The priests of Rome, known as the Luperci, or ”Brotherhood of the Wolf,’ would commemorate this day by running around in loincloths smacking women on the back with an animal-skins.

What is immediately apparent in a comparison between the sacred rites of then and now is that then it was much more fun being a priest.

The ritual was intended to promote fertility, and the part about whipping girls legs is still practiced on Easter Monday in parts of Eastern Europe.

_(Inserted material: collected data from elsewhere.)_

//! Weather API client for fetching current conditions
//!
//! Integrates with the Open-Meteo forecast API. One outbound call per
//! reading, fixed query parameters, no caching and no retries — callers
//! re-trigger manually on failure.

use reqwest::Client;
use serde::Deserialize;
use shared::{representative_soil_temperature, GpsCoordinates, WeatherReading};

use crate::error::{AppError, AppResult};

/// Current-condition fields requested from the API
const CURRENT_FIELDS: &str =
    "temperature_2m,relative_humidity_2m,precipitation,soil_temperature_0cm,soil_temperature_6cm";

/// Fixed reporting timezone
const TIMEZONE: &str = "America/Sao_Paulo";

/// Open-Meteo API client
#[derive(Clone)]
pub struct OpenMeteoClient {
    client: Client,
    base_url: String,
}

/// Open-Meteo forecast response (current block only)
#[derive(Debug, Deserialize)]
struct ForecastResponse {
    current: CurrentConditions,
}

#[derive(Debug, Deserialize)]
struct CurrentConditions {
    temperature_2m: f64,
    relative_humidity_2m: f64,
    precipitation: Option<f64>,
    soil_temperature_0cm: f64,
    soil_temperature_6cm: f64,
}

impl Default for OpenMeteoClient {
    fn default() -> Self {
        Self::new()
    }
}

impl OpenMeteoClient {
    /// Create a new OpenMeteoClient
    pub fn new() -> Self {
        Self::with_base_url("https://api.open-meteo.com/v1".to_string())
    }

    /// Create a new OpenMeteoClient with custom base URL (for testing)
    pub fn with_base_url(base_url: String) -> Self {
        let client = Client::builder()
            .timeout(std::time::Duration::from_secs(10))
            .build()
            .expect("Failed to create HTTP client");

        Self { client, base_url }
    }

    /// Fetch current conditions for a coordinate pair and derive the
    /// representative soil temperature.
    pub async fn fetch_current(&self, location: &GpsCoordinates) -> AppResult<WeatherReading> {
        let url = format!(
            "{}/forecast?latitude={}&longitude={}&current={}&timezone={}",
            self.base_url, location.latitude, location.longitude, CURRENT_FIELDS, TIMEZONE
        );

        let response = self
            .client
            .get(&url)
            .send()
            .await
            .map_err(|e| AppError::WeatherUpstream(format!("Weather API request failed: {}", e)))?;

        if !response.status().is_success() {
            return Err(AppError::WeatherUpstream(format!(
                "Erro na API: {}",
                response.status().as_u16()
            )));
        }

        let data: ForecastResponse = response.json().await.map_err(|e| {
            AppError::WeatherUpstream(format!("Failed to parse weather response: {}", e))
        })?;

        Ok(Self::convert_current(data.current))
    }

    fn convert_current(current: CurrentConditions) -> WeatherReading {
        WeatherReading {
            temperature_c: current.temperature_2m.round(),
            humidity_pct: current.relative_humidity_2m.round(),
            precipitation_mm: current.precipitation.unwrap_or(0.0),
            soil_temperature_c: representative_soil_temperature(
                current.soil_temperature_0cm,
                current.soil_temperature_6cm,
            ),
        }
    }
}

#[cfg(test)]
mod tests {
    use super::*;
    use mockito::{Matcher, Server};
    use rust_decimal::Decimal;
    use std::str::FromStr;

    fn location() -> GpsCoordinates {
        GpsCoordinates::new(
            Decimal::from_str("-23.5505").unwrap(),
            Decimal::from_str("-46.6333").unwrap(),
        )
    }

    #[tokio::test]
    async fn fetch_current_derives_the_reading() {
        let mut server = Server::new_async().await;
        let mock = server
            .mock("GET", "/forecast")
            .match_query(Matcher::AllOf(vec![
                Matcher::UrlEncoded("latitude".into(), "-23.5505".into()),
                Matcher::UrlEncoded("longitude".into(), "-46.6333".into()),
                Matcher::UrlEncoded("timezone".into(), "America/Sao_Paulo".into()),
            ]))
            .with_status(200)
            .with_header("content-type", "application/json")
            .with_body(
                r#"{
                    "current": {
                        "temperature_2m": 24.6,
                        "relative_humidity_2m": 59.7,
                        "precipitation": 0.0,
                        "soil_temperature_0cm": 20.0,
                        "soil_temperature_6cm": 18.0
                    }
                }"#,
            )
            .create_async()
            .await;

        let client = OpenMeteoClient::with_base_url(server.url());
        let reading = client.fetch_current(&location()).await.unwrap();

        assert_eq!(reading.temperature_c, 25.0);
        assert_eq!(reading.humidity_pct, 60.0);
        assert_eq!(reading.precipitation_mm, 0.0);
        assert_eq!(reading.soil_temperature_c, 19.4);

        mock.assert_async().await;
    }

    #[tokio::test]
    async fn absent_precipitation_reads_as_zero() {
        let mut server = Server::new_async().await;
        server
            .mock("GET", "/forecast")
            .match_query(Matcher::Any)
            .with_status(200)
            .with_header("content-type", "application/json")
            .with_body(
                r#"{
                    "current": {
                        "temperature_2m": 18.0,
                        "relative_humidity_2m": 80.0,
                        "soil_temperature_0cm": 15.0,
                        "soil_temperature_6cm": 14.0
                    }
                }"#,
            )
            .create_async()
            .await;

        let client = OpenMeteoClient::with_base_url(server.url());
        let reading = client.fetch_current(&location()).await.unwrap();
        assert_eq!(reading.precipitation_mm, 0.0);
    }

    #[tokio::test]
    async fn non_success_status_is_an_upstream_error() {
        let mut server = Server::new_async().await;
        server
            .mock("GET", "/forecast")
            .match_query(Matcher::Any)
            .with_status(500)
            .create_async()
            .await;

        let client = OpenMeteoClient::with_base_url(server.url());
        let err = client.fetch_current(&location()).await.unwrap_err();

        match err {
            AppError::WeatherUpstream(message) => {
                assert!(message.contains("500"), "unexpected message: {message}")
            }
            other => panic!("expected WeatherUpstream, got {other:?}"),
        }
    }
}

Over time this festival of the Romans was superseded by the Purification of the Virgin and the Festival of Saint Valentine.

Groundhog Day

February 2

If Candlemas be dry and fair
Half o winter’s yet to come and mair,
If Candlemas be wet and fowl
Half o winter’s gane at Yule.

If Candlemas Day be fair and bright
Winter will have another fight.
If Candlemas Day brings cloud and rain
Winter won’t come again.

Happy Marmota Monax Day!

Not every species gets a holiday. Holidays tend to revolve around the species homo sapien, but February 2 belongs to the marmota monax, aka Groundhog.

In the days before meteorologists, when a few extra weeks of winter could mean the difference of feeding your family or not, cultures had to develop their own traditions of predicting the weather.

The Celtic holiday Olmelc (also Imbolc) meant “ewe’s milk.” When livestock began lactating, Celts knew spring was just around the corner.

Other Europeans looked to the habits of hibernating mammals to determine signs of spring: bears were the chosen prognosticators in England and France, badgers in Germany.

“The badger peeps out of his hole,
If he finds snow, walks abroad
But if he sees the sun shining
he draws back into hole.”

(Let’s just assume it sounds better in German.)

However the practice was not attached to any specific date. Indeed, the idea of a bear coming out of hibernation–or any animal–precisely on February 2, was not only absurb, it was way too early.

Perhaps North Americans discovered that sleeping bears were not so friendly (and were very hungry) after being prodded awake in early February, which is why the American tradition leaned more toward the German way. However, instead of badgers, German settlers in 18th century America prodded woodchucks, aka groundhogs, to come out of their holes.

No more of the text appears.